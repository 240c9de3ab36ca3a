use std::time::Duration;

use chat_widget_core::{
    ActorDeadError, Controller, ControllerBuilder, DEFAULT_WELCOME_MESSAGE,
    Renderer, Transcript,
};
use chat_widget_model::ModelProvider;

/// A session builder.
///
/// See [`Session`].
pub struct SessionBuilder {
    controller_builder: ControllerBuilder,
    credential: String,
    default_welcome: bool,
}

impl SessionBuilder {
    /// Creates a session builder with a model provider for live mode and
    /// a renderer that draws the conversation.
    ///
    /// The session greets the user with [`DEFAULT_WELCOME_MESSAGE`] unless
    /// configured otherwise.
    pub fn with_model_provider<M, R>(provider: M, renderer: R) -> Self
    where
        M: ModelProvider + 'static,
        R: Renderer,
    {
        let controller_builder = ControllerBuilder::new(provider, renderer);
        Self {
            controller_builder,
            credential: String::new(),
            default_welcome: true,
        }
    }

    /// Sets the API key that messages are sent with. Leaving it empty keeps
    /// the session in demo mode.
    #[inline]
    pub fn with_credential<S: Into<String>>(mut self, credential: S) -> Self {
        self.credential = credential.into();
        self
    }

    /// Replaces the welcome message.
    #[inline]
    pub fn with_welcome_message<S: Into<String>>(mut self, message: S) -> Self {
        self.controller_builder =
            self.controller_builder.with_welcome_message(message);
        self.default_welcome = false;
        self
    }

    /// Starts the session without a welcome message.
    #[inline]
    pub fn without_welcome_message(mut self) -> Self {
        self.default_welcome = false;
        self
    }

    /// Replaces the canned replies used in demo mode.
    #[inline]
    pub fn with_demo_replies<I, S>(mut self, replies: I) -> Self
    where
        I: IntoIterator<Item = S>,
        S: Into<String>,
    {
        self.controller_builder =
            self.controller_builder.with_demo_replies(replies);
        self
    }

    /// Sets how long a demo reply takes.
    #[inline]
    pub fn with_demo_delay(mut self, delay: Duration) -> Self {
        self.controller_builder =
            self.controller_builder.with_demo_delay(delay);
        self
    }

    /// Attaches a callback to be invoked when the session is idle.
    #[inline]
    pub fn on_idle(
        mut self,
        on_idle: impl Fn() + Send + Sync + 'static,
    ) -> Self {
        self.controller_builder = self.controller_builder.on_idle(on_idle);
        self
    }

    /// Builds a new session. Must be called within a tokio runtime.
    pub fn build(self) -> Session {
        let mut controller_builder = self.controller_builder;
        if self.default_welcome {
            controller_builder = controller_builder
                .with_welcome_message(DEFAULT_WELCOME_MESSAGE);
        }
        Session {
            controller: controller_builder.build(),
            credential: self.credential,
        }
    }
}

/// A chat session, like a window that displays messages and has an input
/// box next to an API key field.
///
/// The session is basically a wrapper around [`Controller`] that remembers
/// the API key between messages. Dropping the session stops the controller,
/// discarding any reply that is still on its way.
pub struct Session {
    controller: Controller,
    credential: String,
}

impl Session {
    /// Sends a message to the session.
    #[inline]
    pub fn send_message(&self, message: &str) {
        self.controller.submit_user_message(message, &self.credential);
    }

    /// Replaces the API key. An empty key switches to demo mode.
    pub fn set_credential<S: Into<String>>(&mut self, credential: S) {
        self.credential = credential.into();
        debug!(
            "switched to {} mode",
            if self.is_demo() { "demo" } else { "live" }
        );
    }

    /// Returns the current API key.
    #[inline]
    pub fn credential(&self) -> &str {
        &self.credential
    }

    /// Returns `true` if messages are answered with canned replies.
    #[inline]
    pub fn is_demo(&self) -> bool {
        self.credential.trim().is_empty()
    }

    /// Returns a snapshot of the conversation so far.
    #[inline]
    pub async fn transcript(&self) -> Result<Transcript, ActorDeadError> {
        self.controller.transcript().await
    }

    /// Returns the underlying controller.
    #[inline]
    pub fn controller(&self) -> &Controller {
        &self.controller
    }
}

impl Drop for Session {
    fn drop(&mut self) {
        self.controller.shutdown();
    }
}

**YOUR TASK**
Above are the lines; repeat exactly the ones from the line containing "use std::time::Duration;" down to the line containing "pub struct SessionBuilder", both inclusive.

**YOUR RESPONSE**
use std::time::Duration;

use chat_widget_core::{
    ActorDeadError, Controller, ControllerBuilder, DEFAULT_WELCOME_MESSAGE,
    Renderer, Transcript,
};
use chat_widget_model::ModelProvider;

/// A session builder.
///
/// See [`Session`].
pub struct SessionBuilder {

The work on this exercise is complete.